De un momento a otro, tuvimos en las manos los cuatro ases para sustentar los argumentos que veníamos esgrimiendo desde hacía varias décadas. Pues además del deshielo, de la acidificación de los océanos y de los récords sucesivos de extremos climáticos en todas las escalas geográficas posibles, los desastres asociados con el descalabro global empezaron a sucederse a intervalos cada vez más cortos.

Y, sin embargo, en lugar del triunfo de esta demostración, la llegada tardía de las pruebas irrebatibles es la muestra fehaciente de los alcances limitados de la lucha ambiental. Los incendios de las selvas tropicales de Indonesia, del centro de África y de la selva amazónica, por cuenta de intereses mezquinos e inmediatistas puestos por encima de la resiliencia planetaria, son evidencias de lo mucho que nos falta por hacer que este triunfo argumental se convierta en voluntad de cambio para la sociedad global.

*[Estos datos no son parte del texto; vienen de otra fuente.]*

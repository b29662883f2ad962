//! Error types for the decoder and encoder.
//!
//! Kept as small hand-rolled enums rather than pulling in an error-derive
//! crate: the core library has no dependencies, and the error surface is
//! fixed and small enough that `impl Display` by hand is not a burden.

use core::fmt;

/// Failure modes surfaced by [`crate::decode::decode`].
#[derive(Debug, Clone, Copy, PartialEq, Eq)]
pub enum DecodeError {
    /// A read ran past the end of the outermost input buffer.
    EndOfStream,
    /// Invalid tag, group wire type, or an inner length-delimited region
    /// that over- or under-ran its declared length.
    Malformed,
    /// A varint needed more than 10 bytes (u64) or a tag needed more than
    /// 5 bytes.
    VarintOverflow,
    /// `check_utf8` was set and a `string` field's bytes were not valid
    /// UTF-8.
    BadUtf8,
    /// The wire type on the tag does not match what the field's type
    /// requires, and no packed/unpacked leniency applies.
    WireTypeMismatch,
    /// Submessage recursion reached `DecodeOptions::max_depth`.
    MaxDepthExceeded,
    /// A proto2 required field was absent.
    ///
    /// Retained for taxonomic completeness; this decoder only supports
    /// proto3 semantics and never constructs this variant.
    MissingRequired,
    /// The arena could not satisfy an allocation, or a repeated field
    /// exceeded its element cap.
    OutOfMemory,
}

impl fmt::Display for DecodeError {
    fn fmt(&self, f: &mut fmt::Formatter<'_>) -> fmt::Result {
        let msg = match self {
            DecodeError::EndOfStream => "unexpected end of input",
            DecodeError::Malformed => "malformed wire data",
            DecodeError::VarintOverflow => "varint exceeds maximum length",
            DecodeError::BadUtf8 => "string field is not valid UTF-8",
            DecodeError::WireTypeMismatch => "wire type does not match field type",
            DecodeError::MaxDepthExceeded => "message nesting exceeds max_depth",
            DecodeError::MissingRequired => "required field missing",
            DecodeError::OutOfMemory => "arena allocation failed",
        };
        f.write_str(msg)
    }
}

impl std::error::Error for DecodeError {}

/// Failure modes surfaced by [`crate::encode::encode`].
#[derive(Debug, Clone, Copy, PartialEq, Eq)]
pub enum EncodeError {
    /// The arena could not satisfy an allocation for the output buffer.
    OutOfMemory,
    /// The computed size of the encoded message exceeds `2 GiB - 1`.
    MaxSizeExceeded,
}

impl fmt::Display for EncodeError {
    fn fmt(&self, f: &mut fmt::Formatter<'_>) -> fmt::Result {
        let msg = match self {
            EncodeError::OutOfMemory => "arena allocation failed",
            EncodeError::MaxSizeExceeded => "encoded message exceeds 2 GiB - 1",
        };
        f.write_str(msg)
    }
}

impl std::error::Error for EncodeError {}
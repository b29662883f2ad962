//! A reflection-driven Protocol Buffers binary codec: decode wire-format
//! bytes into an in-memory [`message::Message`] against a runtime
//! [`table::MessageTable`], and re-encode it back to wire format with
//! byte-exact round-trip fidelity. There is no codegen step: schemas are
//! plain Rust data, built by hand or by a build script, rather than
//! `prost`/`protoc`-style generated structs.
//!
//! ```
//! use dynprotobuf::arena::Arena;
//! use dynprotobuf::decode::{decode, DecodeOptions};
//! use dynprotobuf::encode::{encode, EncodeOptions};
//! use dynprotobuf::message::Message;
//! use dynprotobuf::table::{FieldDescriptor, FieldMode, FieldType, MessageTable, Presence};
//!
//! static PERSON: MessageTable = MessageTable {
//!     fields: &[FieldDescriptor::new(1, 8, Presence::HasBit(1), FieldType::Int32, FieldMode::Scalar, false)],
//!     submessages: &[],
//!     size: 16,
//!     hasbit_bytes: 8,
//!     oneof_count: 0,
//!     dense_below: 1,
//! };
//!
//! let input = [0x08, 0x96, 0x01]; // field 1 = 150
//! let arena = Arena::new();
//! let mut msg = Message::new(&PERSON);
//! decode(&input, &mut msg, &arena, &DecodeOptions::default()).unwrap();
//! let out = encode(&msg, &arena, &EncodeOptions::default()).unwrap();
//! assert_eq!(out, &input);
//! ```

pub mod arena;
pub mod containers;
pub mod decode;
pub mod encode;
pub mod error;
pub mod message;
pub mod table;
pub mod wire;

pub use arena::Arena;
pub use decode::{decode, DecodeOptions};
pub use encode::{encode, EncodeOptions};
pub use error::{DecodeError, EncodeError};
pub use message::Message;
pub use table::{FieldDescriptor, FieldMode, FieldType, MessageTable, Presence};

En el horizonte, brilla una tenue luz de esperanza, encendida por las movilizaciones sociales desatadas por la generación del milenio. Sólo resta esperar que su resplandor sea suficiente para llenar el vacío de los cielos urbanos sin estrellas o de las noches rurales en las que las luciérnagas se han hecho tan escasas como las abejas que no logran polinizar las cosechas o como las aves migratorias que tercamente se empeñan en mantener sus viajes hemisféricos en paisajes que difícilmente pueden mantenerlas.